- WORK ITEM
Below are the records; copy each line in which "CpuOnly" can be found.

[Data excerpts]

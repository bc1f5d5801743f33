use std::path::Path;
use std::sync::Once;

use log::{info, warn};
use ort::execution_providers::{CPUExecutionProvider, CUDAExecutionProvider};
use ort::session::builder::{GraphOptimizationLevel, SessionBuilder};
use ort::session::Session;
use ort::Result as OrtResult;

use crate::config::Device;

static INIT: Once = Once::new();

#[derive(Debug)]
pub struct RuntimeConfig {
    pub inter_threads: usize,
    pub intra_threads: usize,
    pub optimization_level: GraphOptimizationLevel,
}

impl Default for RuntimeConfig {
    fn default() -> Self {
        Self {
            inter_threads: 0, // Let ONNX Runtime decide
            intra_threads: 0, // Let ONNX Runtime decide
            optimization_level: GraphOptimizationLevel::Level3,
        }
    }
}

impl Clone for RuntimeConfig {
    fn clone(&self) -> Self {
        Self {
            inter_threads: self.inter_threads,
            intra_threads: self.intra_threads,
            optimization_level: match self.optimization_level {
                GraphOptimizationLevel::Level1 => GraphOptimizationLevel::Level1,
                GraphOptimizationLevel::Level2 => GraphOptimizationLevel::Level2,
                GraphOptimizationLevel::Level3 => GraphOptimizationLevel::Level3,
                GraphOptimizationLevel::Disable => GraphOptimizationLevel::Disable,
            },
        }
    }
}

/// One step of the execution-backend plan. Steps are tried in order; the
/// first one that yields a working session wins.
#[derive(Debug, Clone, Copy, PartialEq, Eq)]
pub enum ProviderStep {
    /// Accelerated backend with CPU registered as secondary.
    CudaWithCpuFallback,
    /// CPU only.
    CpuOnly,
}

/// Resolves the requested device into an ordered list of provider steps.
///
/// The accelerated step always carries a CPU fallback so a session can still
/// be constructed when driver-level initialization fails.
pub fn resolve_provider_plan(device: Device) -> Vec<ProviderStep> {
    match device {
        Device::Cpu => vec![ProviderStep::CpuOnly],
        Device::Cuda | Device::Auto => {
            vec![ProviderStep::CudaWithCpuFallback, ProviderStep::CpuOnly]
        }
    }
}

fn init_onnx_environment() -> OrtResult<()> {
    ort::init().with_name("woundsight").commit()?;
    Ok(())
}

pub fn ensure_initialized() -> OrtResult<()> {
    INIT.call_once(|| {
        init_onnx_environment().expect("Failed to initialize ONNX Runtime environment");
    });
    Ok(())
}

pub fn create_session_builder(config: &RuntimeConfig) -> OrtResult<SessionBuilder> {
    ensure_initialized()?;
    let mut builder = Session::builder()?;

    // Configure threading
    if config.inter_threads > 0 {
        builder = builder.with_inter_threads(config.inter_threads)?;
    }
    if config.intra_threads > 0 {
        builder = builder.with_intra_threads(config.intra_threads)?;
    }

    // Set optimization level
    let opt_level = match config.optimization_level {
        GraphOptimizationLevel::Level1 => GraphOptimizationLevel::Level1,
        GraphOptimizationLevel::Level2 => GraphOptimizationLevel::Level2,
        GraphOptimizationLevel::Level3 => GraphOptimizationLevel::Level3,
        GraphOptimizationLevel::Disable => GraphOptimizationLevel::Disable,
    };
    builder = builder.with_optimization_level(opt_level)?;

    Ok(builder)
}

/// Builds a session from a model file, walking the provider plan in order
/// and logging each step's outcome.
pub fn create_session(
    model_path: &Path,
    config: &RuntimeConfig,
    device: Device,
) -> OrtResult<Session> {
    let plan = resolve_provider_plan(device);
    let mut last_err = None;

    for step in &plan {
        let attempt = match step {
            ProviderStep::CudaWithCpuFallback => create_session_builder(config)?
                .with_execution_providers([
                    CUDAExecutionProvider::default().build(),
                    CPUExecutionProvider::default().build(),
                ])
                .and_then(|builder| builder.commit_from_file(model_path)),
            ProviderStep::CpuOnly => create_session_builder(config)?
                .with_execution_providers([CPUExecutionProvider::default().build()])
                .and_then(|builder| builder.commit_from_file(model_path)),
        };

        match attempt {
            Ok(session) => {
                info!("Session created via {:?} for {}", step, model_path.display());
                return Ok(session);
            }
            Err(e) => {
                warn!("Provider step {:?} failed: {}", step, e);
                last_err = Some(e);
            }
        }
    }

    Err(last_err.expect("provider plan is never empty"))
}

- RESULT BELOW
    CpuOnly,
        Device::Cpu => vec![ProviderStep::CpuOnly],
            vec![ProviderStep::CudaWithCpuFallback, ProviderStep::CpuOnly]
            ProviderStep::CpuOnly => create_session_builder(config)?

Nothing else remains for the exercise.